The events of August 27th, 1776 prove his instincts right. In a bid to entrap and defeat Washington, the British Admiral Howe sails seven ships around Red Hook, and up the East River. Howe sends the Man-O-War Roebuck, the head ship of the British fleet, to lead the way. It is an overwhelming sight and a strong statement to the opposition. The ship is so close to the Fort that the Patriot soldiers can see and hear the British sailors. The soldiers, outnumbered and ill-equipped, are now surrounded on three sides. As they bravely hold the line against the advancing British fleet, they sustain enormous damage and casualties. It is evident they are no match.

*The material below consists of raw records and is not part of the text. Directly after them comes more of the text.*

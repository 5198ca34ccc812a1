//! Host collaborator interfaces
//!
//! The simulation never draws, polls devices or resolves collisions itself.
//! It reads contact state from a [`Physics`] backend and pushes everything
//! else out through fire-and-forget notifications.

use glam::Vec2;
use serde::{Deserialize, Serialize};

use super::danger::DangerZone;
use super::movement::Facing;
use super::world::{Platform, PlatformId};

/// What the player is standing on
#[derive(Debug, Clone, Copy, PartialEq, Eq, Serialize, Deserialize)]
pub enum Support {
    Ground,
    Platform(PlatformId),
}

/// Contact flags reported by the physics backend for this tick
#[derive(Debug, Clone, Copy, Default, PartialEq, Eq, Serialize, Deserialize)]
pub struct Touching {
    pub down: bool,
    pub left: bool,
    pub right: bool,
    /// Body under the player when `down` is set
    pub support: Option<Support>,
}

impl Touching {
    pub fn airborne(&self) -> bool {
        !self.down
    }
}

/// Backdrop band for the player's current height
#[derive(Debug, Clone, Copy, PartialEq, Eq, Hash, Serialize, Deserialize)]
pub enum BackdropZone {
    Sky,
    HighSky,
    Dusk,
    Twilight,
    Space,
}

impl BackdropZone {
    /// 1000-height-unit bands; everything past the last clamps to `Space`
    pub fn for_height(height: u32) -> BackdropZone {
        match height {
            0..1000 => BackdropZone::Sky,
            1000..2000 => BackdropZone::HighSky,
            2000..3000 => BackdropZone::Dusk,
            3000..4000 => BackdropZone::Twilight,
            _ => BackdropZone::Space,
        }
    }
}

/// Visual sync
pub trait Renderer {
    /// Called only when the live platform set changed
    fn sync_platforms(&mut self, platforms: &[Platform]);
    /// Called every tick
    fn sync_player(&mut self, position: Vec2, velocity: Vec2, facing: Facing, is_falling: bool);
    /// Called when the player crosses into a new backdrop band
    fn sync_backdrop(&mut self, _zone: BackdropZone) {}
    /// Combo milestone celebration
    fn show_combo_popup(&mut self, _combo: u32) {}
    /// Called every tick while the hazard is active
    fn sync_danger_zone(&mut self, _zone: &DangerZone) {}
}

/// Physics backend. Owns collision detection and integration.
pub trait Physics {
    fn query_touching(&self) -> Touching;
    /// (position, velocity) of the player body
    fn body(&self) -> (Vec2, Vec2);
    fn set_velocity(&mut self, velocity: Vec2);
    fn apply_impulse(&mut self, impulse: Vec2) {
        let (_, velocity) = self.body();
        self.set_velocity(velocity + impulse);
    }
    /// Create a static collider for a freshly generated platform
    fn add_platform(&mut self, platform: &Platform);
    /// Release a collider. Returns false if no such body existed.
    fn remove_platform(&mut self, id: PlatformId) -> bool;
    /// Teleport the player body and zero its velocity
    fn place_player(&mut self, position: Vec2);
}

/// Particle / juice hooks. Intensity is roughly 0..=3.
pub trait Effects {
    fn on_jump(&mut self, _position: Vec2, _intensity: f32) {}
    fn on_land(&mut self, _position: Vec2, _intensity: f32) {}
    fn on_wall_slide(&mut self, _position: Vec2, _intensity: f32) {}
    fn on_combo(&mut self, _position: Vec2, _intensity: f32) {}
    fn on_danger_warning(&mut self, _position: Vec2, _intensity: f32) {}
    fn on_speed_trail(&mut self, _position: Vec2, _intensity: f32) {}
}

/// HUD / score sink
pub trait ScoreSink {
    fn on_height_changed(&mut self, _height: u32) {}
    fn on_combo_changed(&mut self, _combo: u32, _multiplier: f32) {}
    fn on_game_over(&mut self, _final_score: u32, _max_combo: u32) {}
}

/// Every notification interface at once. Implemented for anything that
/// implements all three.
pub trait Outputs: Renderer + Effects + ScoreSink {}

impl<T: Renderer + Effects + ScoreSink> Outputs for T {}

/// Everything a tick talks to
pub struct Collaborators<'a> {
    pub physics: &'a mut dyn Physics,
    pub outputs: &'a mut dyn Outputs,
}

impl<'a> Collaborators<'a> {
    pub fn new(physics: &'a mut dyn Physics, outputs: &'a mut dyn Outputs) -> Self {
        Self { physics, outputs }
    }
}

/// A recorded notification
#[derive(Debug, Clone, PartialEq, Serialize, Deserialize)]
#[serde(tag = "type", rename_all = "snake_case")]
pub enum HostEvent {
    PlatformsSynced { platforms: Vec<Platform> },
    Backdrop { zone: BackdropZone },
    ComboPopup { combo: u32 },
    Jump { position: Vec2, intensity: f32 },
    Land { position: Vec2, intensity: f32 },
    WallSlide { position: Vec2, intensity: f32 },
    Combo { position: Vec2, intensity: f32 },
    DangerWarning { position: Vec2, intensity: f32 },
    SpeedTrail { position: Vec2, intensity: f32 },
    HeightChanged { height: u32 },
    ComboChanged { combo: u32, multiplier: f32 },
    GameOver { final_score: u32, max_combo: u32 },
}

/// Latest per-tick render state (not queued: it changes every tick)
#[derive(Debug, Clone, Copy, Default, PartialEq, Serialize, Deserialize)]
pub struct PlayerFrame {
    pub position: Vec2,
    pub velocity: Vec2,
    pub facing: i8,
    pub is_falling: bool,
}

/// Records every notification as a [`HostEvent`].
///
/// Used by the browser bridge (drained to JSON each frame) and by tests.
#[derive(Debug, Clone, Default, Serialize)]
pub struct EventQueue {
    pub events: Vec<HostEvent>,
    pub player: PlayerFrame,
    pub danger_y: Option<f32>,
}

impl EventQueue {
    pub fn new() -> Self {
        Self::default()
    }

    /// Take all queued events
    pub fn drain(&mut self) -> Vec<HostEvent> {
        std::mem::take(&mut self.events)
    }

    pub fn count(&self, pred: impl Fn(&HostEvent) -> bool) -> usize {
        self.events.iter().filter(|e| pred(e)).count()
    }
}

impl Renderer for EventQueue {
    fn sync_platforms(&mut self, platforms: &[Platform]) {
        self.events.push(HostEvent::PlatformsSynced {
            platforms: platforms.to_vec(),
        });
    }

    fn sync_player(&mut self, position: Vec2, velocity: Vec2, facing: Facing, is_falling: bool) {
        self.player = PlayerFrame {
            position,
            velocity,
            facing: facing.sign() as i8,
            is_falling,
        };
    }

    fn sync_backdrop(&mut self, zone: BackdropZone) {
        self.events.push(HostEvent::Backdrop { zone });
    }

    fn show_combo_popup(&mut self, combo: u32) {
        self.events.push(HostEvent::ComboPopup { combo });
    }

    fn sync_danger_zone(&mut self, zone: &DangerZone) {
        self.danger_y = Some(zone.y);
    }
}

impl Effects for EventQueue {
    fn on_jump(&mut self, position: Vec2, intensity: f32) {
        self.events.push(HostEvent::Jump { position, intensity });
    }

    fn on_land(&mut self, position: Vec2, intensity: f32) {
        self.events.push(HostEvent::Land { position, intensity });
    }

    fn on_wall_slide(&mut self, position: Vec2, intensity: f32) {
        self.events.push(HostEvent::WallSlide { position, intensity });
    }

    fn on_combo(&mut self, position: Vec2, intensity: f32) {
        self.events.push(HostEvent::Combo { position, intensity });
    }

    fn on_danger_warning(&mut self, position: Vec2, intensity: f32) {
        self.events.push(HostEvent::DangerWarning { position, intensity });
    }

    fn on_speed_trail(&mut self, position: Vec2, intensity: f32) {
        self.events.push(HostEvent::SpeedTrail { position, intensity });
    }
}

impl ScoreSink for EventQueue {
    fn on_height_changed(&mut self, height: u32) {
        self.events.push(HostEvent::HeightChanged { height });
    }

    fn on_combo_changed(&mut self, combo: u32, multiplier: f32) {
        self.events.push(HostEvent::ComboChanged { combo, multiplier });
    }

    fn on_game_over(&mut self, final_score: u32, max_combo: u32) {
        self.events.push(HostEvent::GameOver {
            final_score,
            max_combo,
        });
    }
}

/// Physics state driven by an external engine.
///
/// The host writes the body and contact flags before each tick and reads
/// the velocity back afterwards. Collider changes are queued so the host can
/// mirror them.
#[derive(Debug, Clone, Default, Serialize, Deserialize)]
pub struct MirroredBody {
    pub position: Vec2,
    pub velocity: Vec2,
    pub touching: Touching,
    /// Platforms created since the last drain
    pub added: Vec<Platform>,
    /// Platform colliders released since the last drain
    pub removed: Vec<PlatformId>,
    /// Teleport request for the host body
    pub placed: Option<Vec2>,
    live: Vec<PlatformId>,
}

impl MirroredBody {
    pub fn new() -> Self {
        Self::default()
    }

    /// Host writes the current engine state
    pub fn set_state(&mut self, position: Vec2, velocity: Vec2, touching: Touching) {
        self.position = position;
        self.velocity = velocity;
        self.touching = touching;
    }

    pub fn live_colliders(&self) -> usize {
        self.live.len()
    }
}

impl Physics for MirroredBody {
    fn query_touching(&self) -> Touching {
        self.touching
    }

    fn body(&self) -> (Vec2, Vec2) {
        (self.position, self.velocity)
    }

    fn set_velocity(&mut self, velocity: Vec2) {
        self.velocity = velocity;
    }

    fn add_platform(&mut self, platform: &Platform) {
        self.live.push(platform.id);
        self.added.push(*platform);
    }

    fn remove_platform(&mut self, id: PlatformId) -> bool {
        match self.live.iter().position(|live| *live == id) {
            Some(i) => {
                self.live.swap_remove(i);
                self.removed.push(id);
                true
            }
            None => false,
        }
    }

    fn place_player(&mut self, position: Vec2) {
        self.position = position;
        self.velocity = Vec2::ZERO;
        self.placed = Some(position);
    }
}

#[cfg(test)]
mod tests {
    use super::*;
    use crate::sim::world::ZoneType;

    fn platform(id: u32) -> Platform {
        Platform {
            id: PlatformId(id),
            x: 300.0,
            y: 4000.0,
            width: 120.0,
            height: 28.0,
            zone: ZoneType::Lower,
        }
    }

    #[test]
    fn test_backdrop_bands() {
        assert_eq!(BackdropZone::for_height(0), BackdropZone::Sky);
        assert_eq!(BackdropZone::for_height(999), BackdropZone::Sky);
        assert_eq!(BackdropZone::for_height(1000), BackdropZone::HighSky);
        assert_eq!(BackdropZone::for_height(3999), BackdropZone::Twilight);
        assert_eq!(BackdropZone::for_height(9000), BackdropZone::Space);
    }

    #[test]
    fn test_mirrored_remove_unknown_is_noop() {
        let mut body = MirroredBody::new();
        body.add_platform(&platform(1));
        assert!(body.remove_platform(PlatformId(1)));
        assert!(!body.remove_platform(PlatformId(1)));
        assert!(!body.remove_platform(PlatformId(99)));
        assert_eq!(body.removed, vec![PlatformId(1)]);
        assert_eq!(body.live_colliders(), 0);
    }

    #[test]
    fn test_apply_impulse_adds_to_velocity() {
        let mut body = MirroredBody::new();
        body.set_state(Vec2::ZERO, Vec2::new(10.0, -20.0), Touching::default());
        body.apply_impulse(Vec2::new(5.0, -5.0));
        assert_eq!(body.velocity, Vec2::new(15.0, -25.0));
    }

    #[test]
    fn test_event_queue_serializes_tagged() {
        let mut queue = EventQueue::new();
        queue.on_height_changed(42);
        let json = serde_json::to_string(&queue.drain()).unwrap();
        assert_eq!(json, r#"[{"type":"height_changed","height":42}]"#);
        assert!(queue.events.is_empty());
    }
}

But an unseasonable wind kicks in. Recognizing the window of opportunity, and not knowing how long it will last, the Patriots unleash a barrage of fire so intense that Admiral Howe calls the pursuit off. The fleet turns back abruptly. Because of this retreat, Washington and his troops can escape (just barely!) under the cover of night. Had the winds of Providence blown a different way, had the Americans not waged such a relentless defense, Washington would have been forced to surrender or be destroyed. Instead, he and his army withdrew to Manhattan, regrouped, and went on to win the war.
So there you have it. Fort Defiance. Now you have a reason to visit Red Hook! 🙂
 Henry Whittemore, The Heroes of the American Revolution and their Descendants (New York: The Heroes of the Revolution Publishing Company, 1833) Digitized Version.